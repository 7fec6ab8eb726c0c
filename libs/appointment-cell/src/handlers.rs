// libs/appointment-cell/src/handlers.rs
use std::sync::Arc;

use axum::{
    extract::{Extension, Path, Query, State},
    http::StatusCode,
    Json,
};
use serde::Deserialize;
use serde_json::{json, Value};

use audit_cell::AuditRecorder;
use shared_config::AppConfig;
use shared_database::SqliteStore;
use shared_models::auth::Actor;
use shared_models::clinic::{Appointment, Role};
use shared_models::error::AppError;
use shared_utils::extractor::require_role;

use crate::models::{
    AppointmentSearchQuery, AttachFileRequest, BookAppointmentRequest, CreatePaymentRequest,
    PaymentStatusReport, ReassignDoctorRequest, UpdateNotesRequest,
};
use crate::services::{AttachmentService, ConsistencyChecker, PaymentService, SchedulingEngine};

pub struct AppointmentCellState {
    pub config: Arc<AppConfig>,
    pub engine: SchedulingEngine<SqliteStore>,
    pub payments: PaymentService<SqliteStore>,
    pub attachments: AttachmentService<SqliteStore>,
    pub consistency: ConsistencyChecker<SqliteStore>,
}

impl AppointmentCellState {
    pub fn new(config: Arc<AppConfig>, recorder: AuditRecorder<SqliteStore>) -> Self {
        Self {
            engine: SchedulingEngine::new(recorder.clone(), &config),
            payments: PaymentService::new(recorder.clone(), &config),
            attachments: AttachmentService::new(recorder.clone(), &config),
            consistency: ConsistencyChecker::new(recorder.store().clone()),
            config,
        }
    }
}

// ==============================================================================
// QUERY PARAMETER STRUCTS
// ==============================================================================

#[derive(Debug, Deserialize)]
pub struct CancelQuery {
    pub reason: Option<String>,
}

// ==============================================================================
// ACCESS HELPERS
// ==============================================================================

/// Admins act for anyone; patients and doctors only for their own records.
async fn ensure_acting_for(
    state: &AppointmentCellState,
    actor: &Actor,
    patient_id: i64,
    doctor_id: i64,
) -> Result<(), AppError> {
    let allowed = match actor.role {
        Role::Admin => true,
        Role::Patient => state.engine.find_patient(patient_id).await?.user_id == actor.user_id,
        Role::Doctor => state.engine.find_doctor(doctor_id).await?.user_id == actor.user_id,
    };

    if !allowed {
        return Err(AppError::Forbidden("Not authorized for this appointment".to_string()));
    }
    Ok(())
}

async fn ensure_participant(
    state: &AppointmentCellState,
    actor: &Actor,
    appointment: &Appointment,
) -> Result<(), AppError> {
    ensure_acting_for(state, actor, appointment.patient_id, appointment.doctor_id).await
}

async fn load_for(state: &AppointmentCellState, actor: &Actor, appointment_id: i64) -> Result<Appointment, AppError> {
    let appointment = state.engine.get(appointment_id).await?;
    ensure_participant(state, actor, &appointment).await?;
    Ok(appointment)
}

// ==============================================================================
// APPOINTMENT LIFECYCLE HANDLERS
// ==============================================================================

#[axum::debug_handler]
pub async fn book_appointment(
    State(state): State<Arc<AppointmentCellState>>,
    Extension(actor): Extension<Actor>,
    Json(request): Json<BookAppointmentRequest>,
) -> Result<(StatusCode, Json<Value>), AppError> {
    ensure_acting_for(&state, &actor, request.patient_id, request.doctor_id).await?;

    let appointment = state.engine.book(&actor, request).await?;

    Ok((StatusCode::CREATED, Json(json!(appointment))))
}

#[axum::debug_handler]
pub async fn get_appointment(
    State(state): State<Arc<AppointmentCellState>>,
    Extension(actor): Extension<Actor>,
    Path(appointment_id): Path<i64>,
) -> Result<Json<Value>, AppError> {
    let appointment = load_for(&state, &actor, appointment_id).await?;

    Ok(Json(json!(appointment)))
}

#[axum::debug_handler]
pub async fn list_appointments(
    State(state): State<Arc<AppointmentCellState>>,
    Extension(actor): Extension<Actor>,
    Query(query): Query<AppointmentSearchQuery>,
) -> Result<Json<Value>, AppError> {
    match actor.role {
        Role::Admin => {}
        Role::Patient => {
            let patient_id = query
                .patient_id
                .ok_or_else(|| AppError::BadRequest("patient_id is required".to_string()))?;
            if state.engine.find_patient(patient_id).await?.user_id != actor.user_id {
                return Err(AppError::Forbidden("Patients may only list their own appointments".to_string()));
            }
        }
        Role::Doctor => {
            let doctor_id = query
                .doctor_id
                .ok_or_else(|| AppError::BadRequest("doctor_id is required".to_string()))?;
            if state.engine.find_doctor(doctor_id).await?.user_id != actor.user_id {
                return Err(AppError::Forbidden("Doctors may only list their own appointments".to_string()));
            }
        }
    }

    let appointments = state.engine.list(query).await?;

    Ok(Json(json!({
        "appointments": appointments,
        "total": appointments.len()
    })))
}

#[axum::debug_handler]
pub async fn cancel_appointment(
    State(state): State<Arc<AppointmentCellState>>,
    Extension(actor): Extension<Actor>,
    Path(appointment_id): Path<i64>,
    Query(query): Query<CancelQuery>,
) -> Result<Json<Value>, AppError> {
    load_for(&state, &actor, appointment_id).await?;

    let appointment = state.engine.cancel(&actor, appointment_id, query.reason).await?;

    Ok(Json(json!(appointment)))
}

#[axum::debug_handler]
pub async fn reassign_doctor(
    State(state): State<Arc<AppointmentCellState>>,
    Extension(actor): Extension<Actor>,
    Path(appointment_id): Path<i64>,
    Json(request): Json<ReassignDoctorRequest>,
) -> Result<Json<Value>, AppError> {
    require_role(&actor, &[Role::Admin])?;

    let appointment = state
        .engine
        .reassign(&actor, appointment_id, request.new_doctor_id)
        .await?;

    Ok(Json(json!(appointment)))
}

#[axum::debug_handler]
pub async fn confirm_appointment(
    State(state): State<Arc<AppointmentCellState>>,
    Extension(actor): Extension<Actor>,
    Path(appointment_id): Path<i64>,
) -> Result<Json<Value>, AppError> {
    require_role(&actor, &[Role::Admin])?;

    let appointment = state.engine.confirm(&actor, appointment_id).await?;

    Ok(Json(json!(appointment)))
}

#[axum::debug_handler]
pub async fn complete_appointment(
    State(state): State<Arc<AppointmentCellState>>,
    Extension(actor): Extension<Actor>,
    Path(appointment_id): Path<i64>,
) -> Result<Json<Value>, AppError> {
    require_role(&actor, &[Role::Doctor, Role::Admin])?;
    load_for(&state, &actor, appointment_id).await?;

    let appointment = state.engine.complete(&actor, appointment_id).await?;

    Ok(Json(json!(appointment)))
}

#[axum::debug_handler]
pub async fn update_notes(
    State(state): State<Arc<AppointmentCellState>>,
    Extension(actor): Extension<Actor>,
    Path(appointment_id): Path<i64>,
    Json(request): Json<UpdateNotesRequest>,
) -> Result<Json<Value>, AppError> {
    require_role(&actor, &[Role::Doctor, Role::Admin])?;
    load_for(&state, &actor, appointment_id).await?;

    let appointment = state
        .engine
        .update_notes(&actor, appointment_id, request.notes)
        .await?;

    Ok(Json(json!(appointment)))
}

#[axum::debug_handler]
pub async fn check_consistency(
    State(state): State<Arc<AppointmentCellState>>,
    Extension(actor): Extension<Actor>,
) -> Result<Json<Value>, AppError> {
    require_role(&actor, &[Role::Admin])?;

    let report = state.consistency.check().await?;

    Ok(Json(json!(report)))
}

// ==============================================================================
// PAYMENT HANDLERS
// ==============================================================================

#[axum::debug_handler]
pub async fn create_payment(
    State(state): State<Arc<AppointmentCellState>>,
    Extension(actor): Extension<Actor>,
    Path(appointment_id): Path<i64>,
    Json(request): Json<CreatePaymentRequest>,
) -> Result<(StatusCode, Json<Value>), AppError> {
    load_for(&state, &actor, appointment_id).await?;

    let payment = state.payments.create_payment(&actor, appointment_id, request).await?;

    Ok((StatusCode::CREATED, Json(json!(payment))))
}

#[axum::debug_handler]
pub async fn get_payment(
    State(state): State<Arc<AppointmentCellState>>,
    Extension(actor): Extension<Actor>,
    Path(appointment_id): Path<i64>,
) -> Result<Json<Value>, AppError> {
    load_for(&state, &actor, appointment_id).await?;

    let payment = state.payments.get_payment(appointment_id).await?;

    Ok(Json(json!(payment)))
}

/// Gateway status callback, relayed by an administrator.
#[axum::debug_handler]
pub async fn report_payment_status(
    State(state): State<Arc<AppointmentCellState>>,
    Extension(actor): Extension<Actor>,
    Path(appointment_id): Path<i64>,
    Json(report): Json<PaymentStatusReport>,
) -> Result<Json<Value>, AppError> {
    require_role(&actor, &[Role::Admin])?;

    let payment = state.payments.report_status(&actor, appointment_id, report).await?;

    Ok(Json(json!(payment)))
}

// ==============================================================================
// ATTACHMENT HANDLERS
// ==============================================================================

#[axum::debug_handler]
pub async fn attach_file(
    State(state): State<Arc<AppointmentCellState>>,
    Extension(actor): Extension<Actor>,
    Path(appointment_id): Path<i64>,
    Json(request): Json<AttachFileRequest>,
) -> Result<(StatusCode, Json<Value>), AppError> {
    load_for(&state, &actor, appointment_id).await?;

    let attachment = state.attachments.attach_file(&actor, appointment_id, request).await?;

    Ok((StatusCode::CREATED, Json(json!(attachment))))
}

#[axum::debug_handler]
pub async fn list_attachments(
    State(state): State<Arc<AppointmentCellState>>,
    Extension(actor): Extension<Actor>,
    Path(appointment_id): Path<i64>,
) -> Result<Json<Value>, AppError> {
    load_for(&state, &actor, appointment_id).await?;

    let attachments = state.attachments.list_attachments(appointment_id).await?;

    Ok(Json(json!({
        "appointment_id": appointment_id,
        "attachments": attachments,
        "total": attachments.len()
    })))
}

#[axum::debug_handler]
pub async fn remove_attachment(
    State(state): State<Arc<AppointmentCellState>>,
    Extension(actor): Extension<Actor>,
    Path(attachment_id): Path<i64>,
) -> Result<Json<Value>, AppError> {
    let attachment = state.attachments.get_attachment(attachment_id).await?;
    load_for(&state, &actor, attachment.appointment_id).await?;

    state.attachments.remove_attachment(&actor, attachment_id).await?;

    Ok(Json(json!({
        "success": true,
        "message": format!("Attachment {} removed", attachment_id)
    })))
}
◆ ◆ ◆ ◆ ◆
Print, please, the lines from the first line of the material through the line that contains "pub struct AppointmentCellState", exactly as written and with nothing added.

repository 7fec6ab8eb726c0c
filename libs/appointment-cell/src/handlers.rs
// libs/appointment-cell/src/handlers.rs
use std::sync::Arc;

use axum::{
    extract::{Extension, Path, Query, State},
    http::StatusCode,
    Json,
};
use serde::Deserialize;
use serde_json::{json, Value};

use audit_cell::AuditRecorder;
use shared_config::AppConfig;
use shared_database::SqliteStore;
use shared_models::auth::Actor;
use shared_models::clinic::{Appointment, Role};
use shared_models::error::AppError;
use shared_utils::extractor::require_role;

use crate::models::{
    AppointmentSearchQuery, AttachFileRequest, BookAppointmentRequest, CreatePaymentRequest,
    PaymentStatusReport, ReassignDoctorRequest, UpdateNotesRequest,
};
use crate::services::{AttachmentService, ConsistencyChecker, PaymentService, SchedulingEngine};

pub struct AppointmentCellState {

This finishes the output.